Des impacts du changement climatique déjà bien visibles
Les trois plaignants ont tenté de caractériser l’existence d’un « sinistre de nature à créer un danger pour la sécurité des personnes ». Ils ont par exemple cité dans la plainte l’augmentation de la mortalité liée aux canicules due au réchauffement climatique. Un autre argument utilisé est la menace du réchauffement pour la production agricole et donc pour l’accès à l’alimentation. Des exemples appuyés par de multiples études, prévisions et déclarations de la communauté scientifique.
« On entend souvent que le problème du changement climatique est que le mal est invisible. Or il est seulement invisible parce qu’on refuse de le voir », s’agace Camille Etienne. La jeune militante écologiste rappelle qu’aujourd’hui déjà, plusieurs dizaines de milliers de personnes meurent chaque année à cause de la pollution de l’air. Santé Publique France l’estime à 40 000 morts chaque année. « Jusqu’ici, on avait une rhétorique qui disait que les effets du changement climatique concerneraient les générations futures. Montrer qu’il nous affecte déjà maintenant, c’est tout l’enjeu de mon combat », poursuit Camille Etienne.
La justice, nouvelle arme dans l’arsenal de la lutte climatique
« La justice bouge beaucoup en ce moment, les instances se musclent », se réjouit Camille Etienne. Le gouvernement est déjà ciblé par deux recours en justice sur la question climatique, devant le Conseil d’Etat et le tribunal administratif de Paris. Le rapporteur public du Conseil d’Etat, Stéphane Hoynck, a invité le 11 juin la plus haute juridiction administrative à enjoindre au Premier ministre de prendre « toutes les mesures utiles » pour tenir les objectifs du pays en matière de réduction des émissions de gaz à effet de serre. Le Conseil d’Etat doit rendre sa décision d’ici à la fin du mois. En février dernier, la justice avait condamné l’Etat pour des « carences fautive » dans sa lutte contre le réchauffement climatique, dans le procès historique de L’affaire du siècle.

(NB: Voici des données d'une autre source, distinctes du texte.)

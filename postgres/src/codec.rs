use alluvial_core::StoreError;
use serde::Serialize;
use serde::de::DeserializeOwned;

pub(crate) fn encode<T: Serialize>(value: &T) -> Result<Vec<u8>, StoreError> {
    bincode::serialize(value).map_err(|e| StoreError::Serialization(e.to_string()))
}

pub(crate) fn decode<T: DeserializeOwned>(bytes: &[u8]) -> Result<T, StoreError> {
    bincode::deserialize(bytes).map_err(|e| StoreError::Serialization(e.to_string()))
}

pub(crate) fn storage(error: &sqlx::Error) -> StoreError {
    StoreError::Storage(error.to_string())
}
//! In-memory event log fixture.
//!
//! Events are appended per aggregate. Each aggregate has its own stream,
//! positioned by the event's sequence within the aggregate, and the log as a
//! whole has an index stream positioned by global sequence that yields the
//! stream of the aggregate each new event belongs to.

use alluvial_core::stream::{FnStream, Query, SharedStream, StreamOps};
use std::sync::{Arc, PoisonError, RwLock};

/// One appended event.
#[derive(Clone, Debug, PartialEq, Eq)]
pub struct Event<T> {
    /// The aggregate the event belongs to.
    pub aggregate_id: String,
    /// 1-based position within the aggregate.
    pub sequence: i64,
    /// 1-based position within the whole log.
    pub global_sequence: i64,
    /// The event data.
    pub payload: T,
}

/// An append-only, in-memory event log.
///
/// Clones share the same events.
#[derive(Debug)]
pub struct InMemoryEventLog<T> {
    events: Arc<RwLock<Vec<Event<T>>>>,
}

impl<T> Clone for InMemoryEventLog<T> {
    fn clone(&self) -> Self {
        Self {
            events: Arc::clone(&self.events),
        }
    }
}

impl<T> Default for InMemoryEventLog<T> {
    fn default() -> Self {
        Self {
            events: Arc::new(RwLock::new(Vec::new())),
        }
    }
}

impl<T> InMemoryEventLog<T>
where
    T: Clone + Send + Sync + 'static,
{
    /// An empty log.
    #[must_use]
    pub fn new() -> Self {
        Self::default()
    }

    /// Append `payload` to `aggregate_id`, returning the stored event.
    pub fn append(&self, aggregate_id: impl Into<String>, payload: T) -> Event<T> {
        let aggregate_id = aggregate_id.into();
        let mut events = self.events.write().unwrap_or_else(PoisonError::into_inner);
        let sequence = events
            .iter()
            .rev()
            .find(|event| event.aggregate_id == aggregate_id)
            .map_or(1, |event| event.sequence + 1);
        let event = Event {
            aggregate_id,
            sequence,
            global_sequence: next_position(events.len()),
            payload,
        };
        events.push(event.clone());
        event
    }

    /// Number of events in the log.
    #[must_use]
    pub fn len(&self) -> usize {
        self.events.read().unwrap_or_else(PoisonError::into_inner).len()
    }

    /// Whether nothing has been appended.
    #[must_use]
    pub fn is_empty(&self) -> bool {
        self.len() == 0
    }

    /// Every event in the log, in order.
    #[must_use]
    pub fn events(&self) -> Vec<Event<T>> {
        self.events.read().unwrap_or_else(PoisonError::into_inner).clone()
    }

    /// Every event for `aggregate_id`, in order.
    #[must_use]
    pub fn events_for(&self, aggregate_id: &str) -> Vec<Event<T>> {
        self.events
            .read()
            .unwrap_or_else(PoisonError::into_inner)
            .iter()
            .filter(|event| event.aggregate_id == aggregate_id)
            .cloned()
            .collect()
    }

    /// The stream of one aggregate's events, with id `aggregate_id`.
    #[must_use]
    pub fn aggregate_stream(&self, aggregate_id: &str) -> SharedStream<Event<T>, i64> {
        let events = Arc::clone(&self.events);
        let id = aggregate_id.to_string();
        FnStream::create_positioned(
            aggregate_id,
            move |query: Query<i64>| {
                let after = query.cursor().position().copied().unwrap_or(0);
                let found: Vec<Event<T>> = events
                    .read()
                    .unwrap_or_else(PoisonError::into_inner)
                    .iter()
                    .filter(|event| event.aggregate_id == id && event.sequence > after)
                    .take(query.batch_size().unwrap_or(usize::MAX))
                    .cloned()
                    .collect();
                async move { Ok(found) }
            },
            |event: &Event<T>| event.sequence,
        )
        .shared()
    }

    /// A stream with one item per event appended after the cursor: the
    /// stream of that event's aggregate. Positioned by global sequence.
    #[must_use]
    pub fn index_stream(&self, id: &str) -> SharedStream<SharedStream<Event<T>, i64>, i64> {
        let events = Arc::clone(&self.events);
        let log = self.clone();
        FnStream::create_positioned(
            id,
            move |query: Query<i64>| {
                let after = query.cursor().position().copied().unwrap_or(0);
                let found: Vec<(String, i64)> = events
                    .read()
                    .unwrap_or_else(PoisonError::into_inner)
                    .iter()
                    .filter(|event| event.global_sequence > after)
                    .take(query.batch_size().unwrap_or(usize::MAX))
                    .map(|event| (event.aggregate_id.clone(), event.global_sequence))
                    .collect();
                async move { Ok(found) }
            },
            |(_, global): &(String, i64)| *global,
        )
        .requery(move |(aggregate_id, _)| log.aggregate_stream(&aggregate_id))
        .shared()
    }
}

fn next_position(len: usize) -> i64 {
    i64::try_from(len).map_or(i64::MAX, |len| len + 1)
}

Depuis sa création en 1993, la Cour de Justice de la République a reçu 1780 plaintes. Mais elle n’a jugé que sept affaires. Pourtant, Pierre Larrouturou reste positif sur la suite de la procédure. « On a une plainte très argumentée et concrète. On montre précisément ce que les ministres ont refusé et quand. C’est pas l’Etat, un système impersonnel, qui est ciblé, mais bien des personnalités politiques qui ne prennent pas en compte l’urgence climatique. » Et si la plainte ne devait finalement pas aboutir, « ça aura au moins servi à leur mettre la pression », relativise Camille Etienne. Afin d’accroître cette pression, les plaignants proposent de signer une pétition.
Partout dans le monde, les instances juridiques commencent à prendre la mesure de l’urgence climatique. Ainsi, en mai dernier, le tribunal de La Haye aux Pays-Bas a contraint la compagnie pétrolière Shell à réduire ses émissions de CO2. Toujours en mai dernier, la cour fédérale d’Australie a contraint le gouvernement de protéger la jeunesse des effets du réchauffement climatique. « Ces condamnations sont un moyen de pression de plus, puisque l’urgence climatique ne suffit pas en elle-même », conclut Camille Etienne, en rappelant la nécessité de poursuivre la mobilisation citoyenne sur le sujet climatique.